少しタイムバックするが、2008会計年度(07年10月〜08年9月)の米財政赤字が4550億ドル(1ドル100円換算で約46兆円)になって、その当時は過去最大になったと発表されたものだった。
こういったことは、何か懐かしく思えます。今となってはたかが年間5000億ドルにも満たない程度の財政赤字で、過去最大、史上最悪と騒がれていたんですからね。
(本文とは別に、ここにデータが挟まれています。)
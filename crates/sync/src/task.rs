//! Sync task descriptions and admission rules.

use std::fmt;
use std::sync::Arc;

use serde::{Deserialize, Serialize};

use lowtide_core::{AppState, NetworkConditions};

use crate::policy::is_unmetered;

/// Callback receiving transfer progress.
pub type ProgressFn = Arc<dyn Fn(SyncProgress) + Send + Sync>;

/// Transfer direction.
#[derive(Debug, Clone, Copy, PartialEq, Eq, Hash, Serialize, Deserialize)]
#[serde(rename_all = "lowercase")]
pub enum SyncDirection {
    /// Device to server
    Upload,
    /// Server to device
    Download,
}

/// Progress of one task.
#[derive(Debug, Clone, PartialEq, Eq, Serialize, Deserialize)]
pub struct SyncProgress {
    /// Task id
    pub task_id: String,
    /// Bytes transferred so far
    pub transferred: u64,
    /// Total bytes
    pub total: u64,
}

impl SyncProgress {
    /// Completion in `0.0..=1.0`. An empty task is complete.
    #[must_use]
    pub fn fraction(&self) -> f64 {
        if self.total == 0 {
            1.0
        } else {
            self.transferred as f64 / self.total as f64
        }
    }
}

/// A unit of upload or download work.
#[derive(Clone)]
pub struct SyncTask {
    /// Unique id
    pub id: String,
    /// Higher runs sooner
    pub priority: i32,
    /// Bytes to move
    pub size_bytes: u64,
    /// Upload or download
    pub direction: SyncDirection,
    /// Only run on Wi-Fi or Ethernet
    pub requires_wifi: bool,
    /// May run on cellular
    pub allow_cellular: bool,
    /// May run while the app is backgrounded
    pub allow_background: bool,
    on_progress: Option<ProgressFn>,
}

impl SyncTask {
    /// A task with priority 0 allowed everywhere.
    pub fn new(id: impl Into<String>, direction: SyncDirection, size_bytes: u64) -> Self {
        Self {
            id: id.into(),
            priority: 0,
            size_bytes,
            direction,
            requires_wifi: false,
            allow_cellular: true,
            allow_background: true,
            on_progress: None,
        }
    }

    /// Shorthand for an upload.
    pub fn upload(id: impl Into<String>, size_bytes: u64) -> Self {
        Self::new(id, SyncDirection::Upload, size_bytes)
    }

    /// Shorthand for a download.
    pub fn download(id: impl Into<String>, size_bytes: u64) -> Self {
        Self::new(id, SyncDirection::Download, size_bytes)
    }

    /// Set the priority.
    #[must_use]
    pub fn with_priority(mut self, priority: i32) -> Self {
        self.priority = priority;
        self
    }

    /// Require Wi-Fi.
    #[must_use]
    pub fn wifi_only(mut self) -> Self {
        self.requires_wifi = true;
        self
    }

    /// Allow or forbid cellular.
    #[must_use]
    pub fn allow_cellular(mut self, allow: bool) -> Self {
        self.allow_cellular = allow;
        self
    }

    /// Allow or forbid running in the background.
    #[must_use]
    pub fn allow_background(mut self, allow: bool) -> Self {
        self.allow_background = allow;
        self
    }

    /// Report progress after every chunk.
    #[must_use]
    pub fn on_progress(mut self, callback: impl Fn(SyncProgress) + Send + Sync + 'static) -> Self {
        self.on_progress = Some(Arc::new(callback));
        self
    }

    pub(crate) fn report(&self, transferred: u64) {
        if let Some(callback) = &self.on_progress {
            callback(SyncProgress {
                task_id: self.id.clone(),
                transferred,
                total: self.size_bytes,
            });
        }
    }

    /// Why this task may not run under the given conditions, if anything.
    #[must_use]
    pub fn admission(&self, network: &NetworkConditions, app: AppState) -> Option<DeferReason> {
        if self.requires_wifi && !is_unmetered(network) {
            return Some(DeferReason::WifiRequired);
        }
        if network.is_cellular() && !self.allow_cellular {
            return Some(DeferReason::CellularNotAllowed);
        }
        if !app.is_foreground() && !self.allow_background {
            return Some(DeferReason::Backgrounded);
        }
        None
    }
}

impl fmt::Debug for SyncTask {
    fn fmt(&self, f: &mut fmt::Formatter<'_>) -> fmt::Result {
        f.debug_struct("SyncTask")
            .field("id", &self.id)
            .field("priority", &self.priority)
            .field("size_bytes", &self.size_bytes)
            .field("direction", &self.direction)
            .field("requires_wifi", &self.requires_wifi)
            .field("allow_cellular", &self.allow_cellular)
            .field("allow_background", &self.allow_background)
            .finish_non_exhaustive()
    }
}

/// Why a task was not admitted to the queue.
#[derive(Debug, Clone, Copy, PartialEq, Eq, Hash, Serialize, Deserialize)]
#[serde(rename_all = "kebab-case")]
pub enum DeferReason {
    /// Needs Wi-Fi, current network is something else
    WifiRequired,
    /// On cellular and the task forbids it
    CellularNotAllowed,
    /// App is backgrounded and the task forbids it
    Backgrounded,
    /// No connectivity
    Offline,
}

impl fmt::Display for DeferReason {
    fn fmt(&self, f: &mut fmt::Formatter<'_>) -> fmt::Result {
        f.write_str(match self {
            Self::WifiRequired => "wifi required",
            Self::CellularNotAllowed => "cellular not allowed",
            Self::Backgrounded => "app backgrounded",
            Self::Offline => "offline",
        })
    }
}

/// Why a transfer stopped between chunks.
#[derive(Debug, Clone, Copy, PartialEq, Eq, Hash, Serialize, Deserialize)]
#[serde(rename_all = "kebab-case")]
pub enum PauseReason {
    /// Battery below the transfer minimum and not charging
    LowBattery,
    /// Connectivity lost
    Offline,
    /// The chunk transport returned an error
    ChunkFailed,
}

/// Result of an [`enqueue`](crate::NetworkSyncScheduler::enqueue).
#[derive(Debug, Clone, Copy, PartialEq, Eq)]
pub enum Admission {
    /// In the run queue
    Queued,
    /// Held back until conditions change
    Deferred(DeferReason),
}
今じゃ、年にその3倍以上の赤字ですから。
この3年間の動きの中で、米国としたらドル建て債務額は膨れ上がっているにもかかわらず、債権者たとえば日本なら円換算すればドルの減価により債務減免を認めたことに等しい、あるいは債権国側の債権放棄をしたことと等しいことになる。
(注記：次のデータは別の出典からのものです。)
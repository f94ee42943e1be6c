//! Background loop helpers.

use std::future::Future;
use std::time::Duration;

use tokio::task::JoinHandle;
use tokio_util::sync::CancellationToken;

/// Spawn a loop that runs `tick` every `period` until `cancel` fires.
///
/// The first tick runs after one full period. A tick that is in progress when
/// the token is cancelled is allowed to finish; the loop exits before the
/// next sleep completes.
pub fn spawn_periodic<F, Fut>(
    name: &'static str,
    period: Duration,
    cancel: CancellationToken,
    mut tick: F,
) -> JoinHandle<()>
where
    F: FnMut() -> Fut + Send + 'static,
    Fut: Future<Output = ()> + Send,
{
    tokio::spawn(async move {
        tracing::debug!(
            task = name,
            period_ms = period.as_millis() as u64,
            "background loop started"
        );
        loop {
            tokio::select! {
                () = tokio::time::sleep(period) => {}
                () = cancel.cancelled() => break,
            }
            tick().await;
        }
        tracing::debug!(task = name, "background loop stopped");
    })
}

/// Sleep for `duration`, returning `false` if `cancel` fired first.
pub async fn sleep_or_cancel(duration: Duration, cancel: &CancellationToken) -> bool {
    tokio::select! {
        () = tokio::time::sleep(duration) => true,
        () = cancel.cancelled() => false,
    }
}

#[cfg(test)]
mod tests {
    use super::*;
    use std::sync::Arc;
    use std::sync::atomic::{AtomicUsize, Ordering};

    #[tokio::test(flavor = "current_thread", start_paused = true)]
    async fn periodic_ticks_until_cancelled() {
        let cancel = CancellationToken::new();
        let ticks = Arc::new(AtomicUsize::new(0));
        let counter = Arc::clone(&ticks);

        let handle = spawn_periodic("test", Duration::from_secs(1), cancel.clone(), move || {
            let counter = Arc::clone(&counter);
            async move {
                counter.fetch_add(1, Ordering::SeqCst);
            }
        });

        tokio::time::sleep(Duration::from_millis(3500)).await;
        cancel.cancel();
        handle.await.unwrap();

        assert_eq!(ticks.load(Ordering::SeqCst), 3);
    }

    #[tokio::test(flavor = "current_thread", start_paused = true)]
    async fn sleep_or_cancel_reports_cancellation() {
        let cancel = CancellationToken::new();
        cancel.cancel();
        assert!(!sleep_or_cancel(Duration::from_secs(60), &cancel).await);
        assert!(sleep_or_cancel(Duration::from_millis(5), &CancellationToken::new()).await);
    }
}
// ---------------------------------------------------------------------------
// ManagedResource
// ---------------------------------------------------------------------------

/// What a managed resource holds.
#[derive(Debug, Clone, Copy, PartialEq, Eq, Hash, Serialize, Deserialize)]
#[serde(rename_all = "lowercase")]
pub enum ResourceKind {
    /// Network or database connection
    Connection,
    /// Raw byte buffer
    Buffer,
    /// In-memory cache
    Cache,
    /// Memoised computation result
    Computation,
    /// Persistent storage handle
    Storage,
}

/// A resource handed to the pool for ownership.
pub struct ManagedResource {
    id: String,
    kind: ResourceKind,
    size_bytes: u64,
    priority: i32,
    cleanup: Option<ResourceCleanup>,
}

impl ManagedResource {
    /// Describe a resource with priority 0 and no cleanup.
    pub fn new(id: impl Into<String>, kind: ResourceKind, size_bytes: u64) -> Self {
        Self {
            id: id.into(),
            kind,
            size_bytes,
            priority: 0,
            cleanup: None,
        }
    }

    /// Set the eviction priority. Lower values are evicted first.
    #[must_use]
    pub fn with_priority(mut self, priority: i32) -> Self {
        self.priority = priority;
        self
    }

    /// Attach an async cleanup run exactly once when the resource is removed.
    #[must_use]
    pub fn with_cleanup<F, Fut>(mut self, cleanup: F) -> Self
    where
        F: FnOnce() -> Fut + Send + 'static,
        Fut: Future<Output = Result<()>> + Send + 'static,
    {
        self.cleanup = Some(Box::new(move || cleanup().boxed()));
        self
    }

    /// Resource id.
    #[must_use]
    pub fn id(&self) -> &str {
        &self.id
    }
}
米国を代表とする債務国というのは、早い話が自国通貨を可能な限り発行し続け、その自国通貨の信用が続く限り挑み続ける。世間からその返済能力が疑われるまで・・・。
では、ここでニーアル・ファーガソン氏(ニュ−ズウィ−ク誌コラムニスト、ハーバード大学歴史学部教授)の見解を引用してみよう。
「いずれ米国も欧州と同じ道をたどる危険性がある。イタリアの債務残高はGDPの121%に達しているが、ついこの前までは誰も気にしなかった。それが一気にパニックとなり、イタリア国債の利回りは急上昇した。4年前、米国連邦債務残高はGDPの62%だったが、現在は約100%。IMF(国際通貨基金)によれば、2016年には115%まで増える見込みだ。
米国はイタリアと違い、基軸通貨であるドルを好きなだけ刷れるから問題ないと、多くのエコノミストは主張する。つまり米国は通貨の切り下げや供給量増加によって、借金の一部を帳消しする権利を留保しているということだ。
私が外国人投資家なら(米国の公的債務の半分は外国人が保有する)、それを聞いてとても不安になるはずだ。そしてある時点で、リスクの埋め合わせを要求するかもしれない ── 国債の利回り上昇という形で。
アテネ、ローマ、ワシントン。恐るべき借金の連鎖こそ、帝国の都をただの観光地に転落させる一番の近道なのだ。」

ワシントンをアテネやロ−マと単なる観光の名勝地にしたくないと、必死になって抵抗しているのが世界諸国の今の動きでしょうかね。しかし、世界がその愚かさに気づき、もう『遅すぎた』といつ絶望を嘆くのでしょうか・・・。